What is it?
The new Audi SQ5. Which, if we’re honest, isn’t the obvious place to start one Audi S-brand performance revolution, let alone two. Because, while it’s a classy, practical and desirable family 4x4, which has comfortably been dominating rivals such as the BMW X3 and Volvo XC60 on both European and global sales, the Q5 has also always been a slightly soulless car to drive. Competent, refined and secure, but just a bit dynamically ordinary.
Nevertheless, the SQ5 has become not only the firm’s first S-badged SUV, but also its first S-brand diesel. Powered by the 309bhp, 479lb ft twin-turbo V6 diesel recently introduced to the A6 and A6 Allroad, it’s going on sale in the UK alongside the rest of the facelifted Q5 range this autumn.
What is it like?
That mighty multi-cylinder diesel certainly makes the Q5 quick. Audi’s claim is for 0-62mph in a smidge over five seconds, in a class where the fastest BMW X3 only just squeezes in under six seconds, and most other rivals struggle to beat seven. But in reality, the SQ5’s performance doesn’t feel quite that outstanding. This is a brisk drive, but the car’s short-shifting, occasionally slipping eight-speed automatic gearbox and very linear power delivery do kill the performance drama a little.
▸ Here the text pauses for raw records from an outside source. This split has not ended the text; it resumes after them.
//! Pressfed - ActivityPub federation for a single-site publishing platform
//!
//! # Architecture
//!
//! ```text
//! ┌─────────────────────────────────────────────────────────────┐
//! │                      API Layer (Axum)                        │
//! │  - Inbox, actor and followers endpoints                     │
//! │  - WebFinger / host-meta / NodeInfo                         │
//! └─────────────────────────────────────────────────────────────┘
//!                              │
//! ┌─────────────────────────────────────────────────────────────┐
//! │                     Service Layer                            │
//! │  - Publish fan-out                                          │
//! │  - Delivery worker lifecycle                                │
//! └─────────────────────────────────────────────────────────────┘
//!                              │
//! ┌─────────────────────────────────────────────────────────────┐
//! │                    Federation Layer                          │
//! │  - Identity & HTTP Signatures                               │
//! │  - Inbox dispatch                                           │
//! │  - Durable delivery queue                                   │
//! └─────────────────────────────────────────────────────────────┘
//!                              │
//! ┌─────────────────────────────────────────────────────────────┐
//! │                      Data Layer                              │
//! │  - SQLite (sqlx): followers, queue                          │
//! └─────────────────────────────────────────────────────────────┘
//! ```
//!
//! # Modules
//!
//! - `api`: HTTP handlers
//! - `service`: Federation service used by the binary and publishers
//! - `federation`: ActivityPub federation handling
//! - `data`: Database layer
//! - `config`: Configuration management
//! - `error`: Error types
//! - `metrics`: Prometheus instruments

pub mod api;
pub mod config;
pub mod data;
pub mod error;
pub mod federation;
pub mod metrics;
pub mod service;

use std::sync::Arc;

/// Application state shared across all handlers
#[derive(Clone)]
pub struct AppState {
    /// Application configuration
    pub config: Arc<config::AppConfig>,

    /// Database connection pool
    pub db: Arc<data::Database>,

    /// Federation service, `None` when federation is disabled or the key
    /// could not be loaded
    pub federation: Option<Arc<service::Federation>>,
}

impl AppState {
    /// Initialize application state
    ///
    /// # Steps
    /// 1. Connect to SQLite database
    /// 2. Build the HTTP client
    /// 3. Load the federation identity
    ///
    /// # Errors
    /// Returns error if the configuration is invalid (including account
    /// paths that would clash in the router) or the database or HTTP
    /// client cannot be set up. A missing or invalid key only disables
    /// federation.
    pub async fn new(config: config::AppConfig) -> Result<Self, error::AppError> {
        tracing::info!("Initializing application state...");

        config.validate()?;

        let db = Arc::new(data::Database::connect(&config.database.path).await?);

        let http_client = reqwest::Client::builder()
            .user_agent(config.activitypub.user_agent.clone())
            .timeout(federation::REQUEST_TIMEOUT)
            .build()
            .map_err(|e| error::AppError::Internal(e.into()))?;

        let federation = if config.activitypub.enabled {
            match federation::FederationIdentity::load(&config) {
                Ok(identity) => {
                    tracing::info!(
                        accounts = config.accounts.len(),
                        "Federation identity loaded"
                    );
                    Some(Arc::new(service::Federation::new(
                        &config,
                        identity,
                        Arc::clone(&db),
                        http_client,
                    )))
                }
                Err(e) => {
                    tracing::error!(error = %e, "Failed to load federation key, federation disabled");
                    None
                }
            }
        } else {
            tracing::info!("Federation disabled by configuration");
            None
        };

        tracing::info!("Application state initialized successfully");

        Ok(Self {
            config: Arc::new(config),
            db,
            federation,
        })
    }
}

/// Build the Axum router with all routes.
///
/// This is shared by the binary and integration tests to keep route
/// composition consistent across environments. Federation routes are only
/// mounted when federation is active.
pub fn build_router(state: AppState) -> axum::Router {
    use axum::Router;
    use tower_http::trace::TraceLayer;

    let mut router = Router::new().route("/health", axum::routing::get(health_check));

    if let Some(federation) = &state.federation {
        router = router
            .merge(api::wellknown_router())
            .merge(api::activitypub_router(federation.identity()));
    }

    router
        .layer(TraceLayer::new_for_http())
        .with_state(state)
        .merge(api::metrics_router())
}

async fn health_check() -> &'static str {
    "OK"
}
//! ActivityPub endpoints
//!
//! - Actor document
//! - Inbox (activity receiving)
//! - Followers collection

use std::sync::Arc;

use axum::body::Bytes;
use axum::{
    Router,
    extract::{Path, State},
    http::{StatusCode, header},
    response::{IntoResponse, Json, Response},
    routing::{get, post},
};
use serde_json::json;

use crate::AppState;
use crate::error::AppError;
use crate::federation::{
    ACTIVITY_JSON_UTF8, ACTIVITY_STREAMS_CONTEXT, FederationIdentity, InboundActivity, LocalAccount,
};
use crate::metrics::{ACTIVITIES_RECEIVED, HTTP_REQUESTS_TOTAL};
use crate::service::Federation;

/// Create ActivityPub router
///
/// Routes:
/// - GET {account path} - Actor document, one route per configured account
/// - POST /inbox/:account - Inbox
/// - POST /:account/inbox - Inbox
/// - GET /:account/followers - Followers collection
pub fn activitypub_router(identity: &FederationIdentity) -> Router<AppState> {
    let mut router = Router::new()
        .route("/inbox/:account", post(inbox))
        .route("/:account/inbox", post(inbox))
        .route("/:account/followers", get(followers));

    for account in identity.accounts() {
        let name = account.name.clone();
        router = router.route(
            &account.path,
            get(move |State(state): State<AppState>| {
                let name = name.clone();
                async move { actor(state, name).await }
            }),
        );
    }

    router
}

fn federation(state: &AppState) -> Result<&Arc<Federation>, AppError> {
    state.federation.as_ref().ok_or(AppError::NotFound)
}

fn local_account(federation: &Federation, name: &str) -> Result<LocalAccount, AppError> {
    federation
        .identity()
        .account(name)
        .cloned()
        .ok_or(AppError::NotFound)
}

fn activity_json(body: serde_json::Value) -> Response {
    ([(header::CONTENT_TYPE, ACTIVITY_JSON_UTF8)], Json(body)).into_response()
}

/// GET {account path}
///
/// Returns the `Person` document remote servers verify signatures against.
async fn actor(state: AppState, name: String) -> Result<Response, AppError> {
    let federation = federation(&state)?;
    let account = local_account(federation, &name)?;
    let identity = federation.identity();

    Ok(activity_json(json!({
        "@context": [
            ACTIVITY_STREAMS_CONTEXT,
            "https://w3id.org/security/v1"
        ],
        "type": "Person",
        "id": account.iri,
        "preferredUsername": account.name,
        "name": account.display_name.as_deref().unwrap_or(&account.name),
        "url": account.iri,
        "inbox": account.inbox,
        "followers": account.followers,
        "publicKey": {
            "id": account.key_id(),
            "owner": account.iri,
            "publicKeyPem": identity.public_key_pem()
        }
    })))
}

/// POST /inbox/:account and POST /:account/inbox
///
/// Answers 201 once the body decodes to a JSON object, whatever
/// processing does with it.
async fn inbox(
    State(state): State<AppState>,
    Path(name): Path<String>,
    body: Bytes,
) -> Result<StatusCode, AppError> {
    let federation = federation(&state)?;
    let account = local_account(federation, &name)?;

    let inbound = InboundActivity::from_slice(&body).map_err(|e| {
        tracing::debug!(account = %name, "Rejecting undecodable inbox body: {}", e);
        AppError::Validation("Failed to decode body".to_string())
    })?;

    let activity = &inbound.activity;

    // Unknown types share one label to keep remote input out of label values
    let kind_label = if activity.kind.is_known() {
        activity.kind.as_str()
    } else {
        "Unknown"
    };
    ACTIVITIES_RECEIVED.with_label_values(&[kind_label]).inc();
    tracing::debug!(
        account = %account.name,
        kind = %activity.kind,
        actor = ?activity.actor,
        "Activity received"
    );

    if let Err(e) = federation.inbox().dispatch(&account, inbound).await {
        tracing::error!(account = %account.name, "Inbox processing failed: {}", e);
    }

    HTTP_REQUESTS_TOTAL
        .with_label_values(&["POST", "inbox", "201"])
        .inc();

    Ok(StatusCode::CREATED)
}

/// GET /:account/followers
async fn followers(
    State(state): State<AppState>,
    Path(name): Path<String>,
) -> Result<Response, AppError> {
    let federation = federation(&state)?;
    let account = local_account(federation, &name)?;
    let followers = state.db.list_followers(&account.name).await?;

    Ok(activity_json(json!({
        "@context": ACTIVITY_STREAMS_CONTEXT,
        "id": account.followers,
        "type": "OrderedCollection",
        "totalItems": followers.len(),
        "orderedItems": followers.keys().collect::<Vec<_>>()
    })))
}
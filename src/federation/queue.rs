//! Persistent work queue
//!
//! Items live in the `queue` table and survive restarts. A worker polls
//! for due items, hands each to a [`QueueHandler`] and applies the
//! returned [`QueueAction`]. An item is never processed by two tasks at
//! the same time.

use std::collections::HashSet;
use std::future::Future;
use std::sync::{Arc, Mutex};
use std::time::Duration;

use chrono::{DateTime, Utc};
use tokio::sync::{Notify, Semaphore, watch};
use tokio::task::{JoinHandle, JoinSet};
use tokio::time::MissedTickBehavior;

use crate::data::{Database, QueueItem};
use crate::error::AppError;
use crate::metrics::QUEUE_DEPTH;

/// What to do with an item after it was handled
#[derive(Debug, Clone, PartialEq, Eq)]
pub enum QueueAction {
    /// Remove the item for good
    Dequeue,
    /// Store `content` and run the item again after `delay`
    Reschedule { content: Vec<u8>, delay: Duration },
}

/// Processes the items of one queue
pub trait QueueHandler: Send + Sync + 'static {
    fn handle(&self, item: QueueItem) -> impl Future<Output = QueueAction> + Send;
}

/// Handle for adding items to a named queue
#[derive(Clone)]
pub struct Queue {
    db: Arc<Database>,
    name: String,
    wake: Arc<Notify>,
}

impl Queue {
    pub fn new(db: Arc<Database>, name: &str) -> Self {
        Self {
            db,
            name: name.to_string(),
            wake: Arc::new(Notify::new()),
        }
    }

    pub fn name(&self) -> &str {
        &self.name
    }

    /// Persist an item due at `run_at` and wake the worker
    pub async fn enqueue(&self, content: &[u8], run_at: DateTime<Utc>) -> Result<String, AppError> {
        let id = self.db.enqueue(&self.name, content, run_at).await?;
        QUEUE_DEPTH.with_label_values(&[self.name.as_str()]).inc();
        self.wake.notify_one();
        Ok(id)
    }

    /// Create the worker draining this queue
    pub fn worker<H: QueueHandler>(&self, handler: H, settings: WorkerSettings) -> QueueWorker<H> {
        QueueWorker {
            queue: self.clone(),
            handler: Arc::new(handler),
            settings,
        }
    }
}

/// Due items loaded per pass, as a multiple of `max_concurrent`
const BATCH_FACTOR: usize = 4;

/// Worker tuning
#[derive(Debug, Clone)]
pub struct WorkerSettings {
    pub poll_interval: Duration,
    pub max_concurrent: usize,
    /// Upper bound on items loaded (and tasks spawned) per pass
    pub batch_size: usize,
    pub shutdown_grace: Duration,
}

impl From<&crate::config::QueueConfig> for WorkerSettings {
    fn from(config: &crate::config::QueueConfig) -> Self {
        let max_concurrent = config.max_concurrent_deliveries.max(1);
        Self {
            poll_interval: Duration::from_secs(config.poll_interval_seconds),
            max_concurrent,
            batch_size: max_concurrent.saturating_mul(BATCH_FACTOR),
            shutdown_grace: Duration::from_secs(config.shutdown_grace_seconds),
        }
    }
}

type InFlight = Arc<Mutex<HashSet<String>>>;

/// Removes an item id from the in-flight set when its task ends,
/// including when the handler panics
struct InFlightGuard {
    in_flight: InFlight,
    id: String,
}

impl Drop for InFlightGuard {
    fn drop(&mut self) {
        self.in_flight
            .lock()
            .unwrap_or_else(|e| e.into_inner())
            .remove(&self.id);
    }
}

pub struct QueueWorker<H> {
    queue: Queue,
    handler: Arc<H>,
    settings: WorkerSettings,
}

impl<H: QueueHandler> QueueWorker<H> {
    pub fn spawn(self, shutdown: watch::Receiver<bool>) -> JoinHandle<()> {
        tokio::spawn(self.run(shutdown))
    }

    /// Poll until `shutdown` turns true, then give running items
    /// `shutdown_grace` to finish before aborting them
    pub async fn run(self, mut shutdown: watch::Receiver<bool>) {
        let mut interval = tokio::time::interval(self.settings.poll_interval);
        interval.set_missed_tick_behavior(MissedTickBehavior::Delay);

        let semaphore = Arc::new(Semaphore::new(self.settings.max_concurrent));
        let in_flight: InFlight = Arc::new(Mutex::new(HashSet::new()));
        let mut tasks = JoinSet::new();

        tracing::info!(queue = %self.queue.name, "Queue worker started");

        loop {
            if *shutdown.borrow() {
                break;
            }

            tokio::select! {
                _ = interval.tick() => {}
                _ = self.queue.wake.notified() => {}
                changed = shutdown.changed() => {
                    if changed.is_err() {
                        break;
                    }
                    continue;
                }
            }

            while let Some(result) = tasks.try_join_next() {
                if let Err(e) = result {
                    tracing::error!(queue = %self.queue.name, "Queue task failed: {}", e);
                }
            }

            self.dispatch_due(&mut tasks, &semaphore, &in_flight).await;
        }

        tracing::info!(
            queue = %self.queue.name,
            running = tasks.len(),
            "Queue worker stopping"
        );

        let drained = tokio::time::timeout(self.settings.shutdown_grace, async {
            while tasks.join_next().await.is_some() {}
        })
        .await;

        if drained.is_err() {
            tracing::warn!(
                queue = %self.queue.name,
                "Shutdown grace period elapsed, aborting {} running items",
                tasks.len()
            );
            tasks.abort_all();
        }
    }

    async fn dispatch_due(
        &self,
        tasks: &mut JoinSet<()>,
        semaphore: &Arc<Semaphore>,
        in_flight: &InFlight,
    ) {
        let db = &self.queue.db;
        let name = self.queue.name.as_str();

        match db.queue_len(name).await {
            Ok(depth) => QUEUE_DEPTH.with_label_values(&[name]).set(depth),
            Err(e) => tracing::warn!(queue = %name, "Failed to count queue items: {}", e),
        }

        let items = match db
            .due_queue_items(name, Utc::now(), self.settings.batch_size)
            .await
        {
            Ok(items) => items,
            Err(e) => {
                tracing::warn!(queue = %name, "Failed to load due items: {}", e);
                return;
            }
        };

        for item in items {
            let newly_claimed = in_flight
                .lock()
                .unwrap_or_else(|e| e.into_inner())
                .insert(item.id.clone());
            if !newly_claimed {
                continue;
            }

            let guard = InFlightGuard {
                in_flight: Arc::clone(in_flight),
                id: item.id.clone(),
            };
            let semaphore = Arc::clone(semaphore);
            let handler = Arc::clone(&self.handler);
            let db = Arc::clone(db);
            let name = name.to_string();
            let wake = Arc::clone(&self.queue.wake);

            tasks.spawn(async move {
                let _guard = guard;
                let Ok(_permit) = semaphore.acquire_owned().await else {
                    return;
                };

                let id = item.id.clone();
                let action = handler.handle(item).await;
                if apply_action(&db, &name, &id, action).await {
                    // A slot opened up; load the next page without waiting for a tick
                    wake.notify_one();
                }
            });
        }
    }
}

/// Longest delay a rescheduled item is stored with
const MAX_RESCHEDULE_DAYS: i64 = 365;

fn reschedule_at(delay: Duration) -> DateTime<Utc> {
    let cap = chrono::Duration::days(MAX_RESCHEDULE_DAYS);
    let delay = chrono::Duration::from_std(delay)
        .ok()
        .filter(|delay| *delay <= cap)
        .unwrap_or(cap);
    Utc::now() + delay
}

/// Returns whether the queue row was updated
async fn apply_action(db: &Database, queue: &str, id: &str, action: QueueAction) -> bool {
    let result = match action {
        QueueAction::Dequeue => {
            let result = db.dequeue(id).await;
            if result.is_ok() {
                QUEUE_DEPTH.with_label_values(&[queue]).dec();
            }
            result
        }
        QueueAction::Reschedule { content, delay } => {
            db.reschedule_queue_item(id, &content, reschedule_at(delay))
                .await
        }
    };

    match result {
        Ok(()) => true,
        Err(e) => {
            tracing::error!(queue = %queue, item = %id, "Failed to update queue item: {}", e);
            false
        }
    }
}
Audi’s chassis modifications are just as important as the contents of the engine bay. And what’s notable in this department is that Quattro GmbH — Audi’s usual go-faster department — hasn’t been involved. Audi AG’s own chassis development team has taken 30mm out of the regular Q5’s ride height, stiffened its springs and anti-roll bars and specified new, stiffer fixed-rate dampers. The kinematics of the suspension — camber, castor and toe angles, in other words — haven’t been altered.
Our test car, equipped with Audi’s optional variable-ratio Dynamic Steering system, had plenty of purpose and grip about it but lacked a little simple coherence and progressiveness in its handling responses, and both feedback and consistency from its controls. Although fast and stable, it was barely any more involving than its lesser range-mates on a really testing road. It bamboozled the driver, instead, in a never-ending search for the best Drive Select settings, and confused slightly with unpredictable steering weight and directness.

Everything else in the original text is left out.